WHAT IS BEING ASKED: Set down all the entries again, word for word.
*** SOURCE RECORDS Section Begins ***
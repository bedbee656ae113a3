//! Axis convention conversion between authoring-tool and file coordinates.
//!
//! The S3O format negates X and stores the authoring tool's up axis (Z) in
//! the file's Y slot and the tool's depth axis (Y) in the file's Z slot.
//! The map `(x, y, z) -> (-x, z, y)` is an involution: applying it twice
//! returns the input, so the same function serves both directions.
//!
//! Every conversion in the crate goes through this module; it applies to
//! vertex positions, vertex normals, piece offsets, and the header's
//! collision-sphere center alike.

use glam::Vec3;

/// Convert a point or direction from tool axes to file axes.
pub fn tool_to_file(v: Vec3) -> Vec3 {
    Vec3::new(-v.x, v.z, v.y)
}

/// Convert a point or direction from file axes to tool axes.
///
/// Same map as [`tool_to_file`]; the separate name keeps call sites honest
/// about which way they are going.
pub fn file_to_tool(v: Vec3) -> Vec3 {
    tool_to_file(v)
}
*** SOURCE RECORDS Section Ends ***
ANSWER:
repository bedbee656ae113a3
//! Axis convention conversion between authoring-tool and file coordinates.
//!
//! The S3O format negates X and stores the authoring tool's up axis (Z) in
//! the file's Y slot and the tool's depth axis (Y) in the file's Z slot.
//! The map `(x, y, z) -> (-x, z, y)` is an involution: applying it twice
//! returns the input, so the same function serves both directions.
//!
//! Every conversion in the crate goes through this module; it applies to
//! vertex positions, vertex normals, piece offsets, and the header's
//! collision-sphere center alike.

use glam::Vec3;

/// Convert a point or direction from tool axes to file axes.
pub fn tool_to_file(v: Vec3) -> Vec3 {
    Vec3::new(-v.x, v.z, v.y)
}

/// Convert a point or direction from file axes to tool axes.
///
/// Same map as [`tool_to_file`]; the separate name keeps call sites honest
/// about which way they are going.
pub fn file_to_tool(v: Vec3) -> Vec3 {
    tool_to_file(v)
}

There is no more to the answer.